Per poter scrivere il libro Testa storta ho fatto una ricerca storica approfondita sugli ebrei italiani, in particolare nel Piemonte di quel periodo. Ho ripercorso gli avvenimenti storici studiando in dettaglio la vita nei villaggi in quegli anni, ho studiato come si vestivano, come preparavano la polenta e il vino, quale musica cantavano… Ho ripreso a leggere l’italiano, che avevo studiato all’università durante i miei studi di Storia dell’Arte, per poi poter costruire dentro di me i miei personaggi.

La famiglia israeliana è spesso al centro delle tue opere. In Il cappello di vetro parli del dialogo tra le generazioni in Israele, influenzato dall’esperienza dei genitori sopravvissuti. Perché?
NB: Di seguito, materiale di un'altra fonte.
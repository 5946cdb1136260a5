// SPDX-License-Identifier: BUSL-1.1
// Copyright (c) 2026 Alfred Jean LLC

//! The `AgentRun` document — a ledger record for a single stage or
//! orchestrator invocation.
//!
//! Partitioned by `/trigger_id` (the link id or feedback id that caused the
//! run), per the explicit resolution of the partition-key open question:
//! the older `agent_stack` layout used `/trigger_id`, the newer `curate_*`
//! layout used `/edition_id`. This implementation keeps `/trigger_id`.

use chrono::{DateTime, Utc};
use serde::{Deserialize, Serialize};
use serde_json::Value as Json;

crate::define_id! {
    /// Unique identifier for an agent run.
    pub struct AgentRunId;
}

#[derive(Debug, Clone, Copy, PartialEq, Eq, Serialize, Deserialize)]
#[serde(rename_all = "snake_case")]
pub enum AgentStage {
    Orchestrator,
    Fetch,
    Review,
    Draft,
    Edit,
    Publish,
}

impl AgentStage {
    pub fn as_str(self) -> &'static str {
        match self {
            AgentStage::Orchestrator => "orchestrator",
            AgentStage::Fetch => "fetch",
            AgentStage::Review => "review",
            AgentStage::Draft => "draft",
            AgentStage::Edit => "edit",
            AgentStage::Publish => "publish",
        }
    }

    pub fn parse(s: &str) -> Option<Self> {
        Some(match s {
            "orchestrator" => AgentStage::Orchestrator,
            "fetch" => AgentStage::Fetch,
            "review" => AgentStage::Review,
            "draft" => AgentStage::Draft,
            "edit" => AgentStage::Edit,
            "publish" => AgentStage::Publish,
            _ => return None,
        })
    }
}

impl std::fmt::Display for AgentStage {
    fn fmt(&self, f: &mut std::fmt::Formatter<'_>) -> std::fmt::Result {
        write!(f, "{}", self.as_str())
    }
}

#[derive(Debug, Clone, Copy, PartialEq, Eq, Serialize, Deserialize)]
#[serde(rename_all = "snake_case")]
pub enum AgentRunStatus {
    Running,
    Completed,
    Failed,
}

impl AgentRunStatus {
    pub fn is_terminal(self) -> bool {
        matches!(self, AgentRunStatus::Completed | AgentRunStatus::Failed)
    }
}

impl std::fmt::Display for AgentRunStatus {
    fn fmt(&self, f: &mut std::fmt::Formatter<'_>) -> std::fmt::Result {
        let s = match self {
            AgentRunStatus::Running => "running",
            AgentRunStatus::Completed => "completed",
            AgentRunStatus::Failed => "failed",
        };
        write!(f, "{s}")
    }
}

/// Normalized token usage. Framework-returned dicts use
/// `input_token_count`/`output_token_count`/`total_token_count`; the ledger
/// always stores this normalized shape.
#[derive(Debug, Clone, Copy, Default, PartialEq, Eq, Serialize, Deserialize)]
pub struct TokenUsage {
    #[serde(default)]
    pub input_tokens: u64,
    #[serde(default)]
    pub output_tokens: u64,
    #[serde(default)]
    pub total_tokens: u64,
}

impl TokenUsage {
    /// Build from the framework's raw field names, computing `total` when absent.
    pub fn normalize(input_tokens: u64, output_tokens: u64, total_tokens: Option<u64>) -> Self {
        Self {
            input_tokens,
            output_tokens,
            total_tokens: total_tokens.unwrap_or(input_tokens + output_tokens),
        }
    }
}

#[derive(Debug, Clone, Serialize, Deserialize)]
pub struct AgentRun {
    pub id: String,
    pub stage: AgentStage,
    pub trigger_id: String,
    pub status: AgentRunStatus,
    #[serde(default)]
    pub input: Json,
    #[serde(default, skip_serializing_if = "Option::is_none")]
    pub output: Option<Json>,
    #[serde(default, skip_serializing_if = "Option::is_none")]
    pub usage: Option<TokenUsage>,
    pub started_at: DateTime<Utc>,
    #[serde(default, skip_serializing_if = "Option::is_none")]
    pub completed_at: Option<DateTime<Utc>>,
    pub created_at: DateTime<Utc>,
    pub updated_at: DateTime<Utc>,
    #[serde(default, skip_serializing_if = "Option::is_none")]
    pub deleted_at: Option<DateTime<Utc>>,
}

impl AgentRun {
    pub fn new(
        id: impl Into<String>,
        stage: AgentStage,
        trigger_id: impl Into<String>,
        input: Json,
        now: DateTime<Utc>,
    ) -> Self {
        Self {
            id: id.into(),
            stage,
            trigger_id: trigger_id.into(),
            status: AgentRunStatus::Running,
            input,
            output: None,
            usage: None,
            started_at: now,
            completed_at: None,
            created_at: now,
            updated_at: now,
            deleted_at: None,
        }
    }

    pub fn is_terminal(&self) -> bool {
        self.status.is_terminal()
    }
}

crate::impl_document!(
    AgentRun,
    container = "agent_runs",
    partition_key = |r| r.trigger_id.as_str()
);

#[cfg(any(test, feature = "test-support"))]
impl AgentRun {
    pub fn builder(id: impl Into<String>, trigger_id: impl Into<String>) -> Self {
        Self::new(
            id,
            AgentStage::Orchestrator,
            trigger_id,
            serde_json::json!({}),
            DateTime::UNIX_EPOCH,
        )
    }
}

#[cfg(test)]
#[path = "agent_run_tests.rs"]
mod tests;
I figli, ovvero la “seconda generazione”, devono aprire la “scatola nera” della memoria dei genitori, per poter crescere e costruire la loro vita. In E il topo rise, un’anziana signora, nell’ultimo giorno dell’anno 1999 a Tel Aviv, racconta alla nipote, che sta preparando una ricerca per la scuola, la sua esperienza da bambina, durante la guerra, collegando in questo modo il passato con il presente e il futuro.

In Un matrimonio australiano racconti invece del tuo lungo viaggio per andare a trovare tuo figlio, che dopo il servizio militare, come fanno tanti ragazzi, ha vissuto un periodo in Australia.

Sì. Mi interrogo sul rapporto, a volte difficile, che hanno gli israeliani, anche quelli che vivono lontani, con la loro patria. Lo Stato di Israele rappresenta sempre per gli israeliani una sorta di “famiglia allargata”.

Tu ami molto la tua città, Tel Aviv. Qual è il segreto di questa città che attira i giovani da tutto il mondo, e anche tanti ragazzi della nostra Comunità?

Tel Aviv è una città in continuo fermento. È il centro nevralgico del Paese e perciò è così frizzante. La protesta sociale dello scorso anno è iniziata da Rehov Rotschild a Tel Aviv. È una città liberale, aperta, ed è il centro della cultura israeliana per la musica, il teatro e il cinema. Con tutte quelle biciclette in circolazione, dà l’impressione di essere sempre in vorticoso movimento!